Nearly two-thirds of new commissions are for online, not cable, a new report from Ampere Analysis finds.
Even at AT&T's WarnerMedia, home to HBO and Game of Thrones, cable is no longer king.
As WarnerMedia prepares to launch its streaming service HBO Max in May, the company has shifted resources from its cable networks to invest in online originals. A new study published Wednesday by Ampere Analytics found that while new streaming shows accounted for just 7 percent of WarnerMedia's original commissions in the fourth quarter of 2018, by the fourth quarter of 2019, streaming commissions represented 73 percent of WarnerMedia’s new TV projects.
In the fourth quarter, just over a quarter of WarnerMedia’s commissioning activity came from its cable networks, down from more than 90 percent in the same period of 2018.

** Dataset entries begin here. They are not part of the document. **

//! Repository implementations.
//!
//! # Repositories
//!
//! - [`PgShortUrlRepository`] - PostgreSQL storage via SQLx
//! - [`InMemoryShortUrlRepository`] - Process-local storage for development and tests

pub mod memory_short_url_repository;
pub mod pg_short_url_repository;

pub use memory_short_url_repository::InMemoryShortUrlRepository;
pub use pg_short_url_repository::PgShortUrlRepository;
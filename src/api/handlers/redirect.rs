//! Handler for short URL redirect.

use axum::{
    extract::{Path, State},
    http::{HeaderValue, StatusCode, header},
    response::{IntoResponse, Response},
};

use crate::error::AppError;
use crate::state::AppState;

/// Redirects a short code to its original URL.
///
/// # Endpoint
///
/// `GET /{code}`
///
/// # Request Flow
///
/// 1. Look up the record by short code
/// 2. Count the click (failures are logged, never returned)
/// 3. Return 302 Found with the long URL in `Location`
///
/// # Errors
///
/// Returns 404 Not Found if the short code doesn't exist.
/// Returns 500 Server Error if the store lookup fails.
pub async fn redirect_handler(
    Path(code): Path<String>,
    State(state): State<AppState>,
) -> Result<Response, AppError> {
    let long_url = state.redirect_service.resolve(&code).await?;

    let location = HeaderValue::from_str(&long_url).map_err(|_| {
        AppError::internal(format!("stored URL for {code} is not a valid header value"))
    })?;

    Ok((StatusCode::FOUND, [(header::LOCATION, location)]).into_response())
}
//! Business logic services for the application layer.

pub mod redirect_service;
pub mod shorten_service;

pub use redirect_service::RedirectService;
pub use shorten_service::{DEFAULT_MAX_CODE_ATTEMPTS, ShortenService};
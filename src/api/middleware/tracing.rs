//! HTTP request/response tracing middleware.

use tower_http::LatencyUnit;
use tower_http::classify::{ServerErrorsAsFailures, SharedClassifier};
use tower_http::trace::{DefaultMakeSpan, DefaultOnFailure, DefaultOnResponse, TraceLayer};
use tracing::Level;

/// Creates a tracing middleware for HTTP requests.
///
/// Opens an `INFO` span per request (method, URI, version) and logs the
/// status and latency in milliseconds when the response is sent. 5xx
/// responses are additionally logged at `ERROR`.
///
/// # Example Logs
///
/// ```text
/// INFO request{method=POST uri=/shorten version=HTTP/1.1}: finished processing request latency=3 ms status=200
/// INFO request{method=GET uri=/aB3xY9 version=HTTP/1.1}: finished processing request latency=1 ms status=302
/// ```
pub fn layer() -> TraceLayer<SharedClassifier<ServerErrorsAsFailures>> {
    TraceLayer::new_for_http()
        .make_span_with(DefaultMakeSpan::new().level(Level::INFO))
        .on_response(
            DefaultOnResponse::new()
                .level(Level::INFO)
                .latency_unit(LatencyUnit::Millis),
        )
        .on_failure(DefaultOnFailure::new().level(Level::ERROR))
}
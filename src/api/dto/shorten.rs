//! DTOs for the link shortening endpoint.

use serde::{Deserialize, Serialize};
use serde_json::Value;

/// Request to shorten a single URL.
///
/// `longUrl` is kept loosely typed so that a missing or non-string value is
/// reported as an invalid URL rather than a malformed body.
#[derive(Debug, Deserialize)]
#[serde(rename_all = "camelCase")]
pub struct ShortenRequest {
    #[serde(default)]
    pub long_url: Option<Value>,
}

impl ShortenRequest {
    /// The URL to shorten, or an empty string if absent or not a string.
    pub fn long_url(&self) -> &str {
        self.long_url
            .as_ref()
            .and_then(Value::as_str)
            .unwrap_or_default()
    }
}

/// Response carrying the full short URL.
#[derive(Debug, Serialize)]
#[serde(rename_all = "camelCase")]
pub struct ShortenResponse {
    pub short_url: String,
}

“This is the clearest sign yet that the home of the juggernaut Game of Thrones will in the future play second fiddle to HBO Max,” said Fred Black, an analyst at Ampere Analysis. “Warner’s pivot toward an increasingly HBO Max-first approach to commissioning is not only apparent in the number of new projects in development, but also in the types of content being commissioned.”
Black noted that Warner's new slate leans heavily into science fiction and fantasy titles, genres seen to play particularly well online.
Warner recently ordered such series as Ridley Scott's sci-fi drama Raised by Wolves, a Green Lantern series from Arrowverse creator Greg Berlanti and an adaptation of the 2014 sci-fi novel Station Eleven from Maniac creator Patrick Somerville. Warner’s cable properties commissioned only four sci-fi and fantasy titles in 2019, all of them at HBO, while its HBO Max streaming platform ordered 12 new genre series.
The online shift is significant as Warner is the third-largest commissioner of new titles among U.S. cable networks groups, behind only Discovery and ViacomCBS, and second in the U.S. scripted space. Discovery CEO David Zaslav has said that the cable channel giant is mulling a streaming launch itself and after the merger that created ViacomCBS the company is looking to combine both sides' online offerings, which include CBS All Access and Showtime's streaming service.
On the film side, Warner Bros. Pictures and HBO Max have formed a new film production label, Warner Max, that will focus on releasing eight to 10 mid-budget movies per year via the company's new streaming service.
HBO Max will launch this May and cost of $15 per month for U.S. subscribers.